Den Final gegen den «Kannibalen» Rafael Nadal hat er in Madrid zwar verloren. An den Tennis-Supermännern ist Stanislas Wawrinka nun aber so nah dran wie noch nie zuvor. Ja, er könnte sogar zum Symbol des Machtwechsels in der Tenniswelt werden.
Am Ende, aber erst am Ende war er doch nur der Statist im grossen Spiel. Der Mann, der den besten Blick auf den besten Sandplatzspieler aller Zeiten hatte. Geschlagen und niedergeschlagen sass Stanislas Wawrinka schliesslich an diesem Finalsonntag in Madrid auf seinem Pausenstuhl, buchstäblich überwältigt vom Gefühl einer schmerzlich klaren 2:6, 4:6-Niederlage gegen Rafael Nadal, den Matador und Lokalmatador, ausgezählt wie nach einem Knockout im Boxring.
Nadal, es war klar nach der neunten Niederlage im neunten direkten Duell, blieb noch eine Spielklasse zu gross für den Romand – besonders in der roten Asche, dem Lieblingsgeläuf des bulligen Mallorquiners. «Ehe du dich ins Spiel findest, bist du schon extrem im Rückstand», sagte Wawrinka hinterher fast ein wenig verwirrt, «auf Sand ist Nadal eben in einer eigenen Dimension unterwegs.»
Ein Verlierer und doch: ein grosser Gewinner
Auch wenn Wawrinka in diesem neunten Match gegen Nadal wieder ohne Satzgewinn blieb und die schwarze Serie gegen den Tennis-Schwerstarbeiter fortwirkte, war die Turnierwoche in der Kapitale für den zweiten Sieger doch ein Gewinn – vielleicht sogar eine wegweisende Initialzündung, um die eigene Karriere noch einmal zu beschleunigen und in neue, bisher unerreichte Höhen zu führen.

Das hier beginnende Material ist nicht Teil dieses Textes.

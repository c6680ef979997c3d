//! `OutboundSink` that feeds an axum streaming body.
//!
//! The streaming job runs on its own task. Headers travel over a oneshot so
//! the handler can build the response only once they are committed; body
//! chunks travel over a small bounded channel, which is what carries the
//! client's back-pressure down to the tool's pipe.

use async_trait::async_trait;
use axum::body::Body;
use axum::http::{header, HeaderValue, StatusCode};
use axum::response::Response;
use bytes::Bytes;
use std::io;
use tokio::sync::{mpsc, oneshot};
use tokio::task::JoinHandle;

use crate::application::streamer::StreamOutcome;
use crate::domain::framing::FramedHeaders;
use crate::domain::{RelayError, RelayResult};
use crate::ports::sink::OutboundSink;

/// Chunks buffered between the job and hyper.
const BODY_QUEUE: usize = 4;

type BodyItem = io::Result<Bytes>;

pub struct ChannelSink {
    head: Option<oneshot::Sender<FramedHeaders>>,
    body: mpsc::Sender<BodyItem>,
}

/// Handler side of a `ChannelSink`.
pub struct PendingResponse {
    head: oneshot::Receiver<FramedHeaders>,
    body: mpsc::Receiver<BodyItem>,
}

pub fn channel() -> (ChannelSink, PendingResponse) {
    let (head_tx, head_rx) = oneshot::channel();
    let (body_tx, body_rx) = mpsc::channel(BODY_QUEUE);
    (
        ChannelSink {
            head: Some(head_tx),
            body: body_tx,
        },
        PendingResponse {
            head: head_rx,
            body: body_rx,
        },
    )
}

fn gone() -> io::Error {
    io::Error::new(io::ErrorKind::BrokenPipe, "client disconnected")
}

#[async_trait]
impl OutboundSink for ChannelSink {
    fn commit(&mut self, headers: FramedHeaders) -> io::Result<()> {
        let head = self.head.take().ok_or_else(|| {
            io::Error::new(io::ErrorKind::Other, "headers already committed")
        })?;
        head.send(headers).map_err(|_| gone())
    }

    async fn write(&mut self, chunk: Bytes) -> io::Result<()> {
        if self.head.is_some() {
            return Err(io::Error::new(
                io::ErrorKind::Other,
                "payload written before headers",
            ));
        }
        self.body.send(Ok(chunk)).await.map_err(|_| gone())
    }

    async fn closed(&self) {
        self.body.closed().await
    }

    async fn abort(&mut self, reason: String) {
        let _ = self
            .body
            .send(Err(io::Error::new(io::ErrorKind::Other, reason)))
            .await;
    }
}

fn header_value(value: &str) -> RelayResult<HeaderValue> {
    HeaderValue::from_str(value)
        .map_err(|e| RelayError::transcode(format!("invalid header value: {}", e)))
}

impl PendingResponse {
    /// Waits for the job to either commit headers or fail.
    ///
    /// Dropping this (the client left before headers) closes the body
    /// channel, which the job observes as cancellation.
    pub async fn resolve(
        self,
        job: JoinHandle<RelayResult<StreamOutcome>>,
    ) -> RelayResult<Response> {
        let PendingResponse { head, body } = self;
        match head.await {
            Ok(headers) => streaming_response(headers, body),
            Err(_) => match job.await {
                Ok(Err(e)) => Err(e),
                Ok(Ok(_)) => Err(RelayError::transcode("stream ended before it started")),
                Err(e) => Err(RelayError::transcode(format!("stream task failed: {}", e))),
            },
        }
    }
}

fn streaming_response(
    headers: FramedHeaders,
    body: mpsc::Receiver<BodyItem>,
) -> RelayResult<Response> {
    let stream = futures::stream::unfold(body, |mut rx| async move {
        rx.recv().await.map(|item| (item, rx))
    });

    let mut response = Response::new(Body::from_stream(stream));
    *response.status_mut() = StatusCode::OK;
    let map = response.headers_mut();
    map.insert(header::CONTENT_TYPE, HeaderValue::from_static(headers.content_type));
    map.insert(
        header::CONTENT_DISPOSITION,
        header_value(&headers.content_disposition)?,
    );
    map.insert(header::CACHE_CONTROL, HeaderValue::from_static("no-store"));
    map.insert(
        header::X_CONTENT_TYPE_OPTIONS,
        HeaderValue::from_static("nosniff"),
    );
    Ok(response)
}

Denn sowohl seine Arbeitskollegen wie auch die Tennisfreunde in Madrid erlebten bei diesem wichtigsten French Open-Vorbereitungsturnier einen Protagonisten, der sich in den typischen Zermürbungskämpfen im Sand so wohl fühlte wie selten, der bei den Big Points in aller Regel entschlossen und zupackend seine Chancen nutzte, der verloren geglaubte Matches mit guten Nerven herumbog. Und der zeigte, dass seine Talente eben doch mehr als nur ein Versprechen sein können.
Wawrinka hält den Belastungsproben zunehmend stand
Jedenfalls: Die Ahnung, dass in dieser Saison womöglich mehr Überraschungseffekte das festgefahrene Klassen-System des Männertennis erfrischen könnten, wurde auch durch Wawrinka, den Schweizer Schattenmann, befördert. In aufreibenden Nachteinsätzen fightete sich der 28-jährige gegen hochkarätige Konkurrenz in den finalen Vergleich mit Nadal, es war ein Resultat, das man angesichts gegnerischer Kalibern wie Tsonga oder Berdych keinesfalls auf der Rechnung haben musste – selbst nicht nach Wawrinkas schon bisher hervorragender 2013er Sandplatzbilanz mit einem Turniersieg in Oeiras und einem Finaleinzug in Buneos Aires (beide Male gegen Ferrer).
Doch Wawrinka hält den Bewährungsproben auf großer Tennisbühne eben zunehmend stand, und zwar gegen alle Spieler, die hinter dem Quartett der exklusiv starken Gentlemen stehen, hinter Djokovic, Murray, Federer und Nadal. Dass er nach der Madrider Turnierwoche wieder unter die Top Ten der ATP rutscht, auf Platz 10, ist die logische Konsequenz einer starken Spielserie. Und einer gewandelten Mentalität Wawrinkas, der neuerdings eher ins Gelingen als ins Scheitern verliebt ist.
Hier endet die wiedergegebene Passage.